- [PROBLEM DESCRIPTION] Could you filter the records below and keep only the lines with the word "AnalyzeSkillGapsResult"?

Stored items
****************************************
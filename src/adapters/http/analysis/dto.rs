//! HTTP DTOs for gap analysis endpoints.

use serde::{Deserialize, Serialize};

use crate::application::handlers::gap_analysis::{
    AnalyzeSkillGapsResult, EmployeeGapsResult, SkillPredictionsResult,
};
use crate::domain::foundation::{EmployeeId, GapRecordId, SkillId};
use crate::domain::gap_analysis::{GapDetails, Priority, PredictionReport};

// ════════════════════════════════════════════════════════════════════════════════
// Request DTOs
// ════════════════════════════════════════════════════════════════════════════════

/// Body of `POST /api/analysis/gaps`. Empty analyzes every employee.
#[derive(Debug, Clone, Default, Deserialize)]
pub struct AnalyzeGapsRequest {
    #[serde(default)]
    pub employee_id: Option<String>,
}

/// Body of `POST /api/analysis/recommendations`.
#[derive(Debug, Clone, Default, Deserialize)]
pub struct RecommendationsRequest {
    #[serde(default)]
    pub employee_id: Option<String>,
    /// `high`, `medium`, `low` or `all`.
    #[serde(default)]
    pub priority: Option<String>,
}

// ════════════════════════════════════════════════════════════════════════════════
// Response DTOs
// ════════════════════════════════════════════════════════════════════════════════

/// One gap written by an analysis run.
#[derive(Debug, Clone, Serialize)]
pub struct GapResultResponse {
    pub employee_id: EmployeeId,
    pub employee_name: String,
    pub skill_id: SkillId,
    pub skill_name: String,
    pub current_level: i32,
    pub required_level: i32,
    pub gap_score: i32,
    pub priority: Priority,
    pub predicted_training_time: i32,
}

impl From<GapDetails> for GapResultResponse {
    fn from(details: GapDetails) -> Self {
        let gap = details.record.gap;
        Self {
            employee_id: gap.employee_id,
            employee_name: details.employee_name,
            skill_id: gap.skill_id,
            skill_name: details.skill_name,
            current_level: gap.current_level,
            required_level: gap.required_level,
            gap_score: gap.gap_score,
            priority: gap.priority,
            predicted_training_time: gap.predicted_training_time,
        }
    }
}

#[derive(Debug, Clone, Serialize)]
pub struct AnalyzeGapsResponse {
    pub message: String,
    pub analyzed_employees: usize,
    pub total_gaps_found: usize,
    pub results: Vec<GapResultResponse>,
}

impl From<AnalyzeSkillGapsResult> for AnalyzeGapsResponse {
    fn from(result: AnalyzeSkillGapsResult) -> Self {
        Self {
            message: "Skill gap analysis completed".to_string(),
            analyzed_employees: result.employees_analyzed,
            total_gaps_found: result.gaps_found,
            results: result.records.into_iter().map(Into::into).collect(),
        }
    }
}

/// A stored gap as listed for one employee.
#[derive(Debug, Clone, Serialize)]
pub struct StoredGapResponse {
    pub id: GapRecordId,
    pub skill_id: SkillId,
    pub skill_name: String,
    pub skill_category: Option<String>,
    pub current_level: i32,
    pub required_level: i32,
    pub gap_score: i32,
    pub priority: Priority,
    pub predicted_training_time: i32,
    /// RFC 3339.
    pub analysis_date: String,
}

impl From<GapDetails> for StoredGapResponse {
    fn from(details: GapDetails) -> Self {
        let record = details.record;
        Self {
            id: record.id,
            skill_id: record.gap.skill_id,
            skill_name: details.skill_name,
            skill_category: details.skill_category,
            current_level: record.gap.current_level,
            required_level: record.gap.required_level,
            gap_score: record.gap.gap_score,
            priority: record.gap.priority,
            predicted_training_time: record.gap.predicted_training_time,
            analysis_date: record.analysis_date.to_rfc3339(),
        }
    }
}

#[derive(Debug, Clone, Serialize)]
pub struct EmployeeGapsResponse {
    pub employee_id: EmployeeId,
    pub employee_name: String,
    pub skill_gaps: Vec<StoredGapResponse>,
    pub total_gaps: usize,
    pub high_priority_gaps: usize,
}

impl From<EmployeeGapsResult> for EmployeeGapsResponse {
    fn from(result: EmployeeGapsResult) -> Self {
        Self {
            employee_id: result.employee.id,
            employee_name: result.employee.full_name(),
            skill_gaps: result.gaps.into_iter().map(Into::into).collect(),
            total_gaps: result.total_gaps,
            high_priority_gaps: result.high_priority_gaps,
        }
    }
}

#[derive(Debug, Clone, Serialize)]
pub struct PredictionsResponse {
    pub employee_id: EmployeeId,
    pub employee_name: String,
    #[serde(flatten)]
    pub report: PredictionReport,
}

impl From<SkillPredictionsResult> for PredictionsResponse {
    fn from(result: SkillPredictionsResult) -> Self {
        Self {
            employee_id: result.employee.id,
            employee_name: result.employee.full_name(),
            report: result.report,
        }
    }
}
****************************************
- [ANSWER BOX]
    AnalyzeSkillGapsResult, EmployeeGapsResult, SkillPredictionsResult,
impl From<AnalyzeSkillGapsResult> for AnalyzeGapsResponse {
    fn from(result: AnalyzeSkillGapsResult) -> Self {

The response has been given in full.